▶ What to work on:
Look through the data and write out every line with the word "candidate" in it.

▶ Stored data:
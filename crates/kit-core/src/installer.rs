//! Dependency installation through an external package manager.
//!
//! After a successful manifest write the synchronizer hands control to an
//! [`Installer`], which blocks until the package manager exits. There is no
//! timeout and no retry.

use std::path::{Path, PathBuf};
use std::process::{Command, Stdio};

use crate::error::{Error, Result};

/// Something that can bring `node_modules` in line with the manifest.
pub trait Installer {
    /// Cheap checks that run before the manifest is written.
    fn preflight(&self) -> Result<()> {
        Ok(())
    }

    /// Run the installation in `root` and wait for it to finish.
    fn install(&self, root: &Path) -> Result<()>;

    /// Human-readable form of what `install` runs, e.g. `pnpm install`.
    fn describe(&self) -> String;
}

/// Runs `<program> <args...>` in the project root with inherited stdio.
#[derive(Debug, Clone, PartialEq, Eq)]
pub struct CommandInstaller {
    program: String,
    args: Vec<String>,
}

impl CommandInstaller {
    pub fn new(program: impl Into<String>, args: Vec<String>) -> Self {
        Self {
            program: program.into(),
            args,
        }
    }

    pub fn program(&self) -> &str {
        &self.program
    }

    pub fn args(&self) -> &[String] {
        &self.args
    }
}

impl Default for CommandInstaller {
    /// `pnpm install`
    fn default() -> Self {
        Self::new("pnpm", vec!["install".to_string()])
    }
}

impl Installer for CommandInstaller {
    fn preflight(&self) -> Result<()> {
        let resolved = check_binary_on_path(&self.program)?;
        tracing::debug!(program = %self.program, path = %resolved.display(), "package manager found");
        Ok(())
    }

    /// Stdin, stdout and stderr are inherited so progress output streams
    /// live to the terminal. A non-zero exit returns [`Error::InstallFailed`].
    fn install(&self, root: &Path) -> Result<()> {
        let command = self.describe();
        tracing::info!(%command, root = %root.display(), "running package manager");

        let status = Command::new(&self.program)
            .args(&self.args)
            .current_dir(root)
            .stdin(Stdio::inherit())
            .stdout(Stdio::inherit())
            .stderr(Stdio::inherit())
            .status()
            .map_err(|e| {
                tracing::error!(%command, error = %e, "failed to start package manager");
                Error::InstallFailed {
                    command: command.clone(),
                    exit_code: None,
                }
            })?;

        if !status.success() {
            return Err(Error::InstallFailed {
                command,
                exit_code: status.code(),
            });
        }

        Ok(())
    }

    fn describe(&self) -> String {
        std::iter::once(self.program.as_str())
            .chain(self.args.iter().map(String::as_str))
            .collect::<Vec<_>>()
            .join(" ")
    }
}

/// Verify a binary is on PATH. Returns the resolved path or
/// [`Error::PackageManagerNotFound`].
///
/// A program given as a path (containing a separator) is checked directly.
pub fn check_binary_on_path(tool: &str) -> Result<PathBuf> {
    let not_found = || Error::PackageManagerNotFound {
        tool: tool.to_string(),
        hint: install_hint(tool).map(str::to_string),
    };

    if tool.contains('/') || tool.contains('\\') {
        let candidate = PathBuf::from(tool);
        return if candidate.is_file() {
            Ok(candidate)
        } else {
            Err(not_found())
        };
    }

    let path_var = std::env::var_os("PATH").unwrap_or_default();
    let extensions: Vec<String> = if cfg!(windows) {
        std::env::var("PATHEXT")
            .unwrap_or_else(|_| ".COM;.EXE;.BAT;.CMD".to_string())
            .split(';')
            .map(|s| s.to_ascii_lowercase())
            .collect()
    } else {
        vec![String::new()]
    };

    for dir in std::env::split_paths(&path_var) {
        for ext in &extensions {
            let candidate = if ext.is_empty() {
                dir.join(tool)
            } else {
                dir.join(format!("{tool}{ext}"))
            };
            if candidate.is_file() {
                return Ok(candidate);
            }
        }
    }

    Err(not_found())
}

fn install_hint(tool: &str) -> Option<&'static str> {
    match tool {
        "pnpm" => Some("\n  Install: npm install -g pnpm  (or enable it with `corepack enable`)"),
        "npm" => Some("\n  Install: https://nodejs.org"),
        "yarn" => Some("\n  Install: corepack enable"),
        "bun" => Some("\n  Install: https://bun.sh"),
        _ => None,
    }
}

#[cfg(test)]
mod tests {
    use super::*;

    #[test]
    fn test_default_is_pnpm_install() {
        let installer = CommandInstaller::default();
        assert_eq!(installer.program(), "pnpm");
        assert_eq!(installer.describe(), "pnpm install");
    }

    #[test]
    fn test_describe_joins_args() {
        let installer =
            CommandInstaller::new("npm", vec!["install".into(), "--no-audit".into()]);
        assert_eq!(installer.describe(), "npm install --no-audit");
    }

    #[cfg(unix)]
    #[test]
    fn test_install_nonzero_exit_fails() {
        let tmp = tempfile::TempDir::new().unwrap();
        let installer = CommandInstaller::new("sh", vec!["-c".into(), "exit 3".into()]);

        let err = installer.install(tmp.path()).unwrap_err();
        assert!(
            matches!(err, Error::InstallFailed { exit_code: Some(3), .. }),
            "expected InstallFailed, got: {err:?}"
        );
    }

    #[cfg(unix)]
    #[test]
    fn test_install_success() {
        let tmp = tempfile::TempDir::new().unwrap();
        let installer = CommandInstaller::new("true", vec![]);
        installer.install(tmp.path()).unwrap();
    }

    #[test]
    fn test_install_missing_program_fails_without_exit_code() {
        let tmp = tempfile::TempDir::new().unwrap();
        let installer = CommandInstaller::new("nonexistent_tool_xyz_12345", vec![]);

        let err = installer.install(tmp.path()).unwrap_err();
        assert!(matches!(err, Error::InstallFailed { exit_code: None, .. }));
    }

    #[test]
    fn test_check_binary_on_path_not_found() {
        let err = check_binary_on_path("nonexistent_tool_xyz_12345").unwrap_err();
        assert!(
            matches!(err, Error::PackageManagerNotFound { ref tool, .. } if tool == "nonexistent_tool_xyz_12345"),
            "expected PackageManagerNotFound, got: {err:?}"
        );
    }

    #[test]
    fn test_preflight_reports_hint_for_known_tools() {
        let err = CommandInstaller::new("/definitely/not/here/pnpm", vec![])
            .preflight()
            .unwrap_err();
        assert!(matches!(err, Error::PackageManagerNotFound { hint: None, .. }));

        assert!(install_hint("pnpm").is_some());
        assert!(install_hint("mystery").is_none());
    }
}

==

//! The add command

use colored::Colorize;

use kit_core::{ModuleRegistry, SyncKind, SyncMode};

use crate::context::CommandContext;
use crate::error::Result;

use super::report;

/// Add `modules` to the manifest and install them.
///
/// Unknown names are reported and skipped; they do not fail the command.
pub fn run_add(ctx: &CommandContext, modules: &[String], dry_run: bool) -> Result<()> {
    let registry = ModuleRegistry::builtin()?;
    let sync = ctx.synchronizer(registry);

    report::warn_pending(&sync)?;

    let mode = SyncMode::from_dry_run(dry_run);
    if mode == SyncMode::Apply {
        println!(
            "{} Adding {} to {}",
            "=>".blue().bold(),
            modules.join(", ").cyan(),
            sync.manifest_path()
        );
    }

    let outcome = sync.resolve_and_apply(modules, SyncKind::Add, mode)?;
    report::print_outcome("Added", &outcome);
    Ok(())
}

▶ Task result:
        let candidate = PathBuf::from(tool);
        return if candidate.is_file() {
            Ok(candidate)
            let candidate = if ext.is_empty() {
            if candidate.is_file() {
                return Ok(candidate);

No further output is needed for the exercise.